WHAT THE TASK ASKS
Copy every line that holds the string "self" from the data below.

(Items from a dataset)
_____
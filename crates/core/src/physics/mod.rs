//! Physics modules for the spread model

pub mod spread_factors;

pub use spread_factors::{
    burnout_duration, fuel_score, moisture_factor, slope_factor, wind_factor, ForestType,
    SoilDrainage, TerrainClass, ONE_GRID_UNIT_KM,
};
//! Command-line driver for the wildfire spread engine
//!
//! Reads grid points, stations and weather observations from JSON files
//! and prints results as JSON on stdout. Logs go to stderr and follow
//! `RUST_LOG` (default `info`).

use clap::{Parser, Subcommand};
use rand::rngs::StdRng;
use rand::{Rng, SeedableRng};
use std::fs::File;
use std::io::{self, BufReader, BufWriter, Write};
use std::path::{Path, PathBuf};
use std::process::ExitCode;
use std::sync::Arc;
use tracing::{error, info};
use tracing_subscriber::EnvFilter;
use wildfire_spread_core::{
    compute_fuel_ratings, load_stations, ConfigError, FireSpreadService, FuelRating, GeoCoord, GridPoint,
    InMemoryGridProvider, InMemoryWeatherProvider, PointId, ProviderError, SimulationError, SimulationResult,
    SpreadConfig, Station, WeatherObservation,
};

/// Wildfire spread prediction over a terrain point grid
#[derive(Parser, Debug)]
#[command(name = "demo-headless")]
#[command(about = "Wildfire spread simulation driver", long_about = None)]
struct Args {
    #[command(subcommand)]
    command: Command,
}

#[derive(Subcommand, Debug)]
enum Command {
    /// Predict spread from one ignition point
    Simulate {
        /// Grid point records (JSON array)
        #[arg(short, long)]
        grid: PathBuf,

        /// Ignition point id
        #[arg(short, long)]
        ignition: PointId,

        /// Weather station records (JSON array)
        #[arg(short, long)]
        stations: Option<PathBuf>,

        /// Latest observation per station id (JSON object)
        #[arg(short, long)]
        weather: Option<PathBuf>,

        /// Engine configuration (JSON object, missing fields use defaults)
        #[arg(short, long)]
        config: Option<PathBuf>,

        /// Write the result here instead of stdout
        #[arg(short, long)]
        output: Option<PathBuf>,

        /// Pretty-print the JSON output
        #[arg(long)]
        pretty: bool,
    },

    /// List grid points, with fuel scores when ratings are given
    Grid {
        /// Grid point records (JSON array)
        #[arg(short, long)]
        grid: PathBuf,

        /// Fuel ratings produced by `rate-fuel`
        #[arg(short, long)]
        ratings: Option<PathBuf>,

        /// Pretty-print the JSON output
        #[arg(long)]
        pretty: bool,
    },

    /// Compute the fuel rating of every grid point
    RateFuel {
        /// Grid point records (JSON array)
        #[arg(short, long)]
        grid: PathBuf,

        /// Write the ratings here instead of stdout
        #[arg(short, long)]
        output: Option<PathBuf>,
    },

    /// Generate a rectangular grid and simulate from its center
    Synthetic {
        /// Grid rows (south to north)
        #[arg(long, default_value_t = 41)]
        rows: usize,

        /// Grid columns (west to east)
        #[arg(long, default_value_t = 41)]
        cols: usize,

        /// Point spacing in km
        #[arg(long, default_value_t = 0.5)]
        spacing_km: f64,

        /// Fraction of points on non-combustible land (0-1)
        #[arg(long, default_value_t = 0.1)]
        non_combustible: f64,

        /// Random seed for fuel and soil assignment
        #[arg(long, default_value_t = 42)]
        seed: u64,

        /// Relative humidity in %
        #[arg(long, default_value_t = 45.0)]
        humidity: f64,

        /// Wind speed in m/s
        #[arg(long, default_value_t = 4.0)]
        wind_speed: f64,

        /// Wind direction in degrees (0=North, 90=East)
        #[arg(long, default_value_t = 0.0)]
        wind_direction: f64,

        /// Print the full result JSON instead of a summary
        #[arg(long)]
        json: bool,
    },
}

#[derive(Debug, thiserror::Error)]
enum CliError {
    #[error("cannot open {path}: {source}")]
    Open { path: PathBuf, source: io::Error },

    #[error("cannot write output: {0}")]
    Write(#[from] io::Error),

    #[error("invalid config file {path}: {source}")]
    ConfigFile {
        path: PathBuf,
        source: serde_json::Error,
    },

    #[error("invalid output: {0}")]
    Encode(#[from] serde_json::Error),

    #[error(transparent)]
    Config(#[from] ConfigError),

    #[error(transparent)]
    Provider(#[from] ProviderError),

    #[error(transparent)]
    Simulation(#[from] SimulationError),
}

fn main() -> ExitCode {
    let env_filter = EnvFilter::try_from_default_env().unwrap_or_else(|_| EnvFilter::new("info"));
    tracing_subscriber::fmt()
        .with_env_filter(env_filter)
        .with_writer(io::stderr)
        .init();

    let args = Args::parse();
    match run(args.command) {
        Ok(()) => ExitCode::SUCCESS,
        Err(e) => {
            error!("{}", e);
            ExitCode::FAILURE
        }
    }
}

fn run(command: Command) -> Result<(), CliError> {
    match command {
        Command::Simulate {
            grid,
            ignition,
            stations,
            weather,
            config,
            output,
            pretty,
        } => {
            let grid = InMemoryGridProvider::from_json_reader(open(&grid)?)?;
            let stations = match stations {
                Some(path) => load_stations(open(&path)?)?,
                None => Vec::new(),
            };
            let weather = match weather {
                Some(path) => InMemoryWeatherProvider::from_json_reader(open(&path)?)?,
                None => InMemoryWeatherProvider::new(),
            };
            let config = match config {
                Some(path) => load_config(&path)?,
                None => SpreadConfig::default(),
            };

            let service = FireSpreadService::new(Arc::new(grid), Arc::new(weather), stations, config)?;
            let result = service.run_simulation(ignition)?;
            write_json(output.as_deref(), &*result, pretty)?;
            service.shutdown();
            Ok(())
        }

        Command::Grid { grid, ratings, pretty } => {
            let mut provider = InMemoryGridProvider::from_json_reader(open(&grid)?)?;
            if let Some(path) = ratings {
                let ratings: Vec<FuelRating> = serde_json::from_reader(open(&path)?).map_err(ProviderError::from)?;
                provider = provider.with_fuel_ratings(&ratings);
            }
            let service = FireSpreadService::new(
                Arc::new(provider),
                Arc::new(InMemoryWeatherProvider::new()),
                Vec::<Station>::new(),
                SpreadConfig::default(),
            )?;
            write_json(None, &service.grid_listing()?, pretty)
        }

        Command::RateFuel { grid, output } => {
            let points: Vec<GridPoint> = serde_json::from_reader(open(&grid)?).map_err(ProviderError::from)?;
            let ratings = compute_fuel_ratings(&points);
            info!(points = points.len(), "fuel ratings computed");
            write_json(output.as_deref(), &ratings, false)
        }

        Command::Synthetic {
            rows,
            cols,
            spacing_km,
            non_combustible,
            seed,
            humidity,
            wind_speed,
            wind_direction,
            json,
        } => {
            let points = synthetic_grid(rows, cols, spacing_km, non_combustible, seed);
            let center = (rows / 2 * cols + cols / 2) as PointId;
            let origin = points
                .get(center as usize)
                .map(|p| p.coordinates)
                .ok_or(SimulationError::NotFound(center))?;
            info!(points = points.len(), ignition = center, "synthetic grid generated");

            let station = Station::new("SYN-1", "Synthetic Station", origin);
            let weather = InMemoryWeatherProvider::new().with_observation(
                "SYN-1",
                WeatherObservation {
                    humidity: Some(humidity),
                    wind_speed: Some(wind_speed),
                    wind_direction: Some(wind_direction),
                },
            );
            let service = FireSpreadService::new(
                Arc::new(InMemoryGridProvider::new(points)),
                Arc::new(weather),
                vec![station],
                SpreadConfig::default(),
            )?;

            let result = service.run_simulation(center)?;
            if json {
                write_json(None, &*result, true)
            } else {
                print_summary(&result, rows * cols);
                Ok(())
            }
        }
    }
}

/// Rectangular grid around (127.5°E, 36.5°N) with random fuel and soil
fn synthetic_grid(rows: usize, cols: usize, spacing_km: f64, non_combustible: f64, seed: u64) -> Vec<GridPoint> {
    const FUEL_CLASSES: [&str; 4] = ["1", "2", "3", "4"];
    const SLOPE_CODES: [&str; 4] = ["01", "04", "10", "99"];

    let mut rng = StdRng::seed_from_u64(seed);
    let step = (spacing_km / wildfire_spread_core::core_types::geodesy::EARTH_RADIUS_KM).to_degrees();
    let non_combustible = non_combustible.clamp(0.0, 1.0);

    let mut points = Vec::with_capacity(rows * cols);
    for row in 0..rows {
        for col in 0..cols {
            let id = (row * cols + col) as PointId;
            let coord = GeoCoord::new(127.5 + col as f64 * step, 36.5 + row as f64 * step);
            let soil = if rng.random_bool(non_combustible) { "91" } else { "01" };
            points.push(
                GridPoint::new(id, coord)
                    .with_fuel_class(FUEL_CLASSES[rng.random_range(0..FUEL_CLASSES.len())])
                    .with_slope_code(SLOPE_CODES[rng.random_range(0..SLOPE_CODES.len())])
                    .with_soil_code(soil),
            );
        }
    }
    points
}

fn print_summary(result: &SimulationResult, total: usize) {
    println!("=== Wildfire Spread Simulation ===\n");
    println!(
        "Weather: humidity {}, wind {} from {} ({:?})",
        result.weather.snapshot.humidity,
        result.weather.snapshot.wind_speed,
        result.weather.snapshot.wind_direction,
        result.weather.source
    );
    println!("Ignited {} of {} points\n", result.features.len(), total);

    println!("{:>8}  {:>8}  {:>12}", "Hour", "Burning", "Area (deg²)");
    for boundary in result.time_boundaries.iter().step_by(6) {
        let burning = result
            .features
            .iter()
            .filter(|f| f.ignition_time <= boundary.time)
            .count();
        println!(
            "{:>8.1}  {:>8}  {:>12.6}",
            boundary.time.to_hours(),
            burning,
            boundary.polygon.area_deg2()
        );
    }

    let stats = &result.stats;
    println!("\nExpanded: {}, beyond horizon: {}", stats.expanded, stats.beyond_horizon);
    println!(
        "Skipped: {} no fuel, {} firebreak, {} weak spread",
        stats.no_fuel, stats.firebreak, stats.weak_spread
    );
    println!("Spotting jumps: {}", stats.spotting_jumps);
}

fn open(path: &Path) -> Result<BufReader<File>, CliError> {
    File::open(path).map(BufReader::new).map_err(|source| CliError::Open {
        path: path.to_path_buf(),
        source,
    })
}

fn load_config(path: &Path) -> Result<SpreadConfig, CliError> {
    serde_json::from_reader(open(path)?).map_err(|source| CliError::ConfigFile {
        path: path.to_path_buf(),
        source,
    })
}

fn write_json<T: serde::Serialize + ?Sized>(output: Option<&Path>, value: &T, pretty: bool) -> Result<(), CliError> {
    let mut writer: Box<dyn Write> = match output {
        Some(path) => Box::new(BufWriter::new(File::create(path)?)),
        None => Box::new(BufWriter::new(io::stdout().lock())),
    };
    if pretty {
        serde_json::to_writer_pretty(&mut writer, value)?;
    } else {
        serde_json::to_writer(&mut writer, value)?;
    }
    writeln!(writer)?;
    writer.flush()?;
    Ok(())
}
//! Derive macros for the ledger node.
//!
//! `#[derive(BinaryCodec)]` implements the crate's `Encode` and `Decode`
//! traits field by field, in declaration order.

mod binary_codec;

use proc_macro::TokenStream;

/// Implements `Encode` and `Decode` for a struct or enum.
///
/// Fields annotated with `#[binary_codec(skip)]` are not written and are
/// restored with `Default::default()` on decode.
#[proc_macro_derive(BinaryCodec, attributes(binary_codec))]
pub fn derive_binary_codec(input: TokenStream) -> TokenStream {
    binary_codec::expand(input)
}
//! Core transport abstractions for network communication.
//!
//! Defines the [`Transport`] trait and the events a transport reports to the
//! server: peers coming and going, and raw messages arriving.

use crate::network::message::Rpc;
use bytes::Bytes;
use std::future::Future;
use std::pin::Pin;
use tokio::sync::mpsc::Receiver;

/// Boxed future returned by transport operations.
pub type BoxFuture<'a, T> = Pin<Box<dyn Future<Output = T> + Send + 'a>>;

/// Errors that can occur during transport operations.
#[derive(Debug, thiserror::Error)]
pub enum TransportError {
    /// Peer with the specified address was not found.
    #[error("peer not found: {0}")]
    PeerNotFound(String),

    /// Failed to send message to the specified address.
    #[error("failed to send message to {0}")]
    SendFailed(String),

    /// Failed to reach the specified address.
    #[error("failed to connect to {addr}: {reason}")]
    ConnectFailed { addr: String, reason: String },
}

/// What a transport reports to its consumer.
#[derive(Debug)]
pub enum TransportEvent {
    /// A peer is reachable under this address.
    Connected(String),
    /// The peer at this address is gone.
    Disconnected(String),
    Message(Rpc),
}

/// Message passing between nodes.
///
/// Peers are identified by their listen address. Messages from a single peer
/// arrive in the order they were sent.
pub trait Transport: Send + Sync + 'static {
    /// Takes the event stream. Only the first call returns a receiver.
    fn consume(&self) -> Option<Receiver<TransportEvent>>;

    /// Dials `addr` and registers it as a peer.
    fn connect(&self, addr: String) -> BoxFuture<'static, Result<(), TransportError>>;

    /// Sends `payload` to the peer at `to`.
    ///
    /// # Errors
    /// Returns `TransportError::PeerNotFound` if the peer is not connected.
    /// Returns `TransportError::SendFailed` if the message cannot be sent.
    fn send_message(
        &self,
        to: String,
        payload: Bytes,
    ) -> BoxFuture<'static, Result<(), TransportError>>;

    /// Sends `payload` to every connected peer except `except`.
    ///
    /// Every peer is attempted; the first failure is returned.
    fn broadcast(
        &self,
        except: Option<String>,
        payload: Bytes,
    ) -> BoxFuture<'static, Result<(), TransportError>>;

    /// Returns the local address of this transport.
    fn addr(&self) -> String;

    /// Addresses of the currently connected peers.
    fn peers(&self) -> Vec<String>;
}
_____
TASK RESPONSE
use std::io::{self, BufReader, BufWriter, Write};
    fn consume(&self) -> Option<Receiver<TransportEvent>>;
    fn connect(&self, addr: String) -> BoxFuture<'static, Result<(), TransportError>>;
        &self,
        &self,
    fn addr(&self) -> String;
    fn peers(&self) -> Vec<String>;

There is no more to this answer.